El leve optimismo que anticiparon los mercados al inicio de la semana se evaporó con la velocidad de un rayo. El lunes por la noche, tras 13 horas de negociaciones, los ministros de Finanzas de la eurozona aprobaron el segundo programa de rescate para Grecia, por 130.000 millones de euros, de los cuales 100.000 millones son ayudas públicas y los 30.000 millones restantes corresponden a garantías, para ofrecerles a los acreedores privados un incentivo para el canje de deuda.
Era una noticia que los inversores ya descontaban. Pero más allá del alivio que esto significa tanto para el país heleno como para el bloque europeo, lo cierto es que hubo varias voces que alertaron sobre el futuro de Grecia. En esta línea, es que ayer no hubo festejos en las bolsas internacionales. En Europa cerraron con pérdidas, especialmente en el sector bancario, arrastradas por la percepción de que el país, pese al rescate y la quita de deuda acordados, seguirá con dificultades y no logrará la meta de reducción del déficit. En concreto, Londres cerró la sesión con una baja de 0,17%; Francfurt perdió 0,53%; París, lo hizo en 0,26% y Atenas, la que más sufrió, registró una caída de 3,47%. En Wall Street los resultados fueron mixtos y se destacó la suba de 0,12% en el Dow Jones, con lo que volvió a orillar los 13.000 puntos y alcanzó su mayor marca desde 2008.
Entre las voces de alerta, el economista Nouriel Roubini, fue tajante en una conferencia y sentenció que sería engañarse pensar que porque Grecia permanezca en el euro signifique que no habrá una depresión e inestabilidad social y política. Como sea, Atenas necesitaba esa ayuda de forma urgente para evitar declarar una suspensión de pagos el 20 de marzo, cuando afrontará su próximo vencimiento de deuda por 14.500 millones de euros. El acuerdo reducirá la deuda griega del actual 160% del PIB a un 120,5% del PIB en 2020. La meta supera levemente el objetivo inicial de un 120% del PIB fijado por la Eurozona. Tantos los acreedores públicos (UE, BCE y FMI), como los privados (bancos y fondos de inversiones) participarán en el millonario rescate. Así, se acordó un mayor esfuerzo en la participación de los acreedores privados, que deberán asumir de forma voluntaria una quita del 53,5% de la deuda de este país, en lugar del 50% previsto originalmente. El canje de bonos con los acreedores privados se iniciará el 8 de marzo con unas tasas de interés del 2%, subiendo gradualmente hasta un 3% y 4% después de 2020.

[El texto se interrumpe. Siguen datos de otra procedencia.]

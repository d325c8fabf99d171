//! Streaming landmark fingerprinter.
//!
//! Audio is cut into Hann-windowed frames. Each frame contributes up to
//! [`MAX_PEAKS_PER_FRAME`] spectral peaks that rise above a slowly decaying
//! masking threshold. Once a peak is old enough that later frames can no
//! longer mask it, it is paired with earlier peaks close in time and
//! frequency and every pair becomes one hash.

use std::collections::VecDeque;
use std::f64::consts::PI;
use std::sync::Arc;

use rustfft::{num_complex::Complex, Fft, FftPlanner};

use super::types::Fingerprint;

/// Sample rate the fingerprinter is tuned for.
pub const DEFAULT_SAMPLE_RATE: u32 = 22050;

/// FFT window length in samples.
pub const NFFT: usize = 512;

/// Samples between consecutive frames.
pub const HOP_SIZE: usize = NFFT / 2;

const HALF_BINS: usize = NFFT / 2;
const MAX_PEAKS_PER_FRAME: usize = 5;
const MAX_PAIRS_PER_PEAK: usize = 3;
const PAIR_WINDOW_FRAMES: usize = 96;
const PAIR_WINDOW_BINS: usize = 60;
/// Frames a peak stays prunable before it is hashed.
const PRUNING_FRAMES: usize = 24;
const MASK_HALF_WIDTH: usize = 3;
const MASK_CURVATURE: f64 = 0.3;
const INITIAL_THRESHOLD: f64 = -3.0;
const MIN_MAGNITUDE: f64 = 1e-6;
const LOWEST_FREQUENCY_HZ: f64 = 100.0;
const HIGHEST_FREQUENCY_HZ: f64 = 2000.0;

/// Per-frame threshold decay (log domain).
fn mask_decay_log() -> f64 {
    0.995f64.ln()
}

#[derive(Debug, Clone, Copy)]
struct Peak {
    bin: usize,
    magnitude: f64,
}

#[derive(Debug)]
struct Mark {
    frame: u32,
    peaks: Vec<Peak>,
}

/// Incremental fingerprinter over mono signed 16-bit little-endian PCM.
pub struct LandmarkFingerprinter {
    sample_rate: u32,
    fft: Arc<dyn Fft<f64>>,
    window: Vec<f64>,
    mask: Vec<f64>,
    threshold: Vec<f64>,
    min_bin: usize,
    max_bin: usize,
    samples: VecDeque<f64>,
    leftover: Option<u8>,
    marks: VecDeque<Mark>,
    frame: u32,
}

impl LandmarkFingerprinter {
    pub fn new() -> Self {
        Self::with_sample_rate(DEFAULT_SAMPLE_RATE)
    }

    pub fn with_sample_rate(sample_rate: u32) -> Self {
        let fft = FftPlanner::new().plan_fft_forward(NFFT);
        let window = (0..NFFT)
            .map(|i| 0.5 * (1.0 - (2.0 * PI * i as f64 / (NFFT - 1) as f64).cos()))
            .collect();
        let mask = (0..=2 * MASK_HALF_WIDTH)
            .map(|i| {
                let distance = i as f64 - MASK_HALF_WIDTH as f64;
                -MASK_CURVATURE * distance * distance
            })
            .collect();

        let bin_hz = sample_rate as f64 / NFFT as f64;
        let min_bin = (LOWEST_FREQUENCY_HZ / bin_hz).floor() as usize;
        let max_bin = ((HIGHEST_FREQUENCY_HZ / bin_hz).floor() as usize).min(HALF_BINS);

        Self {
            sample_rate,
            fft,
            window,
            mask,
            threshold: vec![INITIAL_THRESHOLD; HALF_BINS],
            min_bin,
            max_bin,
            samples: VecDeque::with_capacity(NFFT * 2),
            leftover: None,
            marks: VecDeque::with_capacity(PAIR_WINDOW_FRAMES + PRUNING_FRAMES + 2),
            frame: 0,
        }
    }

    /// Seconds per fingerprint offset unit.
    pub fn timing_factor(&self) -> f64 {
        HOP_SIZE as f64 / self.sample_rate as f64
    }

    /// Feed raw `s16le` bytes. Chunks may split samples.
    pub fn process_bytes(&mut self, bytes: &[u8]) -> Vec<Fingerprint> {
        let mut data = bytes;
        let mut decoded = Vec::with_capacity(bytes.len() / 2 + 1);

        if let Some(low) = self.leftover.take() {
            match data.split_first() {
                Some((&high, rest)) => {
                    decoded.push(i16::from_le_bytes([low, high]));
                    data = rest;
                }
                None => {
                    self.leftover = Some(low);
                    return Vec::new();
                }
            }
        }

        let mut pairs = data.chunks_exact(2);
        decoded.extend(pairs.by_ref().map(|p| i16::from_le_bytes([p[0], p[1]])));
        self.leftover = pairs.remainder().first().copied();

        self.process_samples(&decoded)
    }

    /// Feed decoded samples.
    pub fn process_samples(&mut self, samples: &[i16]) -> Vec<Fingerprint> {
        let mut out = Vec::new();
        for &sample in samples {
            self.samples.push_back(f64::from(sample) / 32768.0);
            if self.samples.len() == NFFT {
                self.process_frame(&mut out);
                self.samples.drain(..HOP_SIZE);
            }
        }
        out
    }

    fn process_frame(&mut self, out: &mut Vec<Fingerprint>) {
        let mut buffer: Vec<Complex<f64>> = self
            .samples
            .iter()
            .zip(&self.window)
            .map(|(&s, &w)| Complex::new(s * w, 0.0))
            .collect();
        self.fft.process(&mut buffer);

        // Damp low bins and boost high ones so peaks spread across the band.
        let spectrum: Vec<f64> = buffer[..HALF_BINS]
            .iter()
            .enumerate()
            .map(|(i, c)| c.norm() * 2.0 / NFFT as f64 * ((i + 16) as f64).sqrt())
            .collect();

        let peaks = self.find_peaks(&spectrum);
        self.raise_threshold(&peaks);
        self.marks.push_back(Mark {
            frame: self.frame,
            peaks,
        });
        self.prune_recent_marks();

        if self.marks.len() > PRUNING_FRAMES {
            self.emit_pairs(out);
        }

        let decay = mask_decay_log();
        for t in &mut self.threshold {
            *t += decay;
        }
        while self.marks.len() > PAIR_WINDOW_FRAMES + PRUNING_FRAMES + 1 {
            self.marks.pop_front();
        }
        self.frame += 1;
    }

    /// Strongest local maxima of the spectrum above the threshold.
    fn find_peaks(&self, spectrum: &[f64]) -> Vec<Peak> {
        let excess: Vec<f64> = spectrum
            .iter()
            .zip(&self.threshold)
            .map(|(&v, &t)| (v.max(MIN_MAGNITUDE).ln() - t).max(0.0))
            .collect();

        let mut peaks: Vec<Peak> = (self.min_bin + 1..self.max_bin.saturating_sub(1))
            .filter(|&i| excess[i] > excess[i - 1] && excess[i] > excess[i + 1])
            .map(|bin| Peak {
                bin,
                magnitude: spectrum[bin],
            })
            .collect();
        peaks.sort_by(|a, b| b.magnitude.total_cmp(&a.magnitude));
        peaks.truncate(MAX_PEAKS_PER_FRAME);
        peaks
    }

    fn raise_threshold(&mut self, peaks: &[Peak]) {
        for peak in peaks {
            let level = peak.magnitude.ln();
            let lo = peak.bin.saturating_sub(MASK_HALF_WIDTH);
            let hi = (peak.bin + MASK_HALF_WIDTH).min(self.max_bin);
            for bin in lo..hi {
                let mask = self.mask[bin + MASK_HALF_WIDTH - peak.bin];
                self.threshold[bin] = self.threshold[bin].max(level + mask);
            }
        }
    }

    /// Drop recent peaks that the current threshold masks.
    fn prune_recent_marks(&mut self) {
        let decay = mask_decay_log();
        let threshold = &self.threshold;
        for (age, mark) in self.marks.iter_mut().rev().take(PRUNING_FRAMES).enumerate() {
            mark.peaks
                .retain(|p| p.magnitude.ln() >= threshold[p.bin] + decay * age as f64);
        }
    }

    /// Hash the mark that just left the pruning window against earlier ones.
    fn emit_pairs(&self, out: &mut Vec<Fingerprint>) {
        let anchor_index = self.marks.len() - 1 - PRUNING_FRAMES;
        let anchor = &self.marks[anchor_index];
        let earliest = anchor_index.saturating_sub(PAIR_WINDOW_FRAMES);

        for peak in &anchor.peaks {
            let mut pairs = 0;
            'search: for index in (earliest..=anchor_index).rev() {
                let other = &self.marks[index];
                let dt = (anchor.frame - other.frame) as usize;
                for earlier in &other.peaks {
                    if earlier.bin == peak.bin || earlier.bin.abs_diff(peak.bin) >= PAIR_WINDOW_BINS {
                        continue;
                    }
                    let hash = earlier.bin + HALF_BINS * (peak.bin + HALF_BINS * dt);
                    out.push(Fingerprint::new(anchor.frame, hash as u32));
                    pairs += 1;
                    if pairs >= MAX_PAIRS_PER_PEAK {
                        break 'search;
                    }
                }
            }
        }
    }
}

impl Default for LandmarkFingerprinter {
    fn default() -> Self {
        Self::new()
    }
}

#[cfg(test)]
mod tests {
    use super::*;

    fn two_tones(seconds: f64) -> Vec<i16> {
        let rate = DEFAULT_SAMPLE_RATE as f64;
        let bin_hz = rate / NFFT as f64;
        (0..(seconds * rate) as usize)
            .map(|n| {
                let t = n as f64 / rate;
                let a = (2.0 * PI * 10.0 * bin_hz * t).sin();
                let b = (2.0 * PI * 20.0 * bin_hz * t).sin();
                (8000.0 * (a + b)) as i16
            })
            .collect()
    }

    fn to_bytes(samples: &[i16]) -> Vec<u8> {
        samples.iter().flat_map(|s| s.to_le_bytes()).collect()
    }

    #[test]
    fn timing_factor_matches_hop() {
        let fp = LandmarkFingerprinter::new();
        assert!((fp.timing_factor() - 256.0 / 22050.0).abs() < 1e-12);
    }

    #[test]
    fn silence_has_no_landmarks() {
        let mut fp = LandmarkFingerprinter::new();
        assert!(fp.process_samples(&vec![0; 22050 * 2]).is_empty());
    }

    #[test]
    fn tones_produce_ordered_landmarks() {
        let mut fp = LandmarkFingerprinter::new();
        let prints = fp.process_samples(&two_tones(2.0));
        assert!(!prints.is_empty());
        assert!(prints.windows(2).all(|w| w[0].offset <= w[1].offset));
    }

    #[test]
    fn chunking_does_not_change_output() {
        let bytes = to_bytes(&two_tones(1.5));

        let mut whole = LandmarkFingerprinter::new();
        let expected = whole.process_bytes(&bytes);

        let mut streamed = LandmarkFingerprinter::new();
        let mut actual = Vec::new();
        for chunk in bytes.chunks(333) {
            actual.extend(streamed.process_bytes(chunk));
        }

        assert_eq!(actual, expected);
    }
}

Pese a haber desbloqueado el segundo rescate, los funcionarios europeos y del FMI advirtieron que la deuda de Grecia aún podría representar 160% del PIB. Es que si bien la ayuda evita de nuevo a último momento el default total, esto no garantiza que logre reducir su endeudamiento sin requerir mayores fondos a corto plazo. De hecho, en 2010, el país recibió de sus socios europeos y del FMI ayudas por 110.000 millones de euros. Además, Grecia necesita una adhesión de al menos el 90% de los bonistas a la quita voluntaria, por lo cual, el gobierno griego presentará ante el Parlamento un proyecto de ley para obligar a los acreedores privados a realizar una reducción de la deuda en caso de que éstos no lo hagan en forma voluntaria.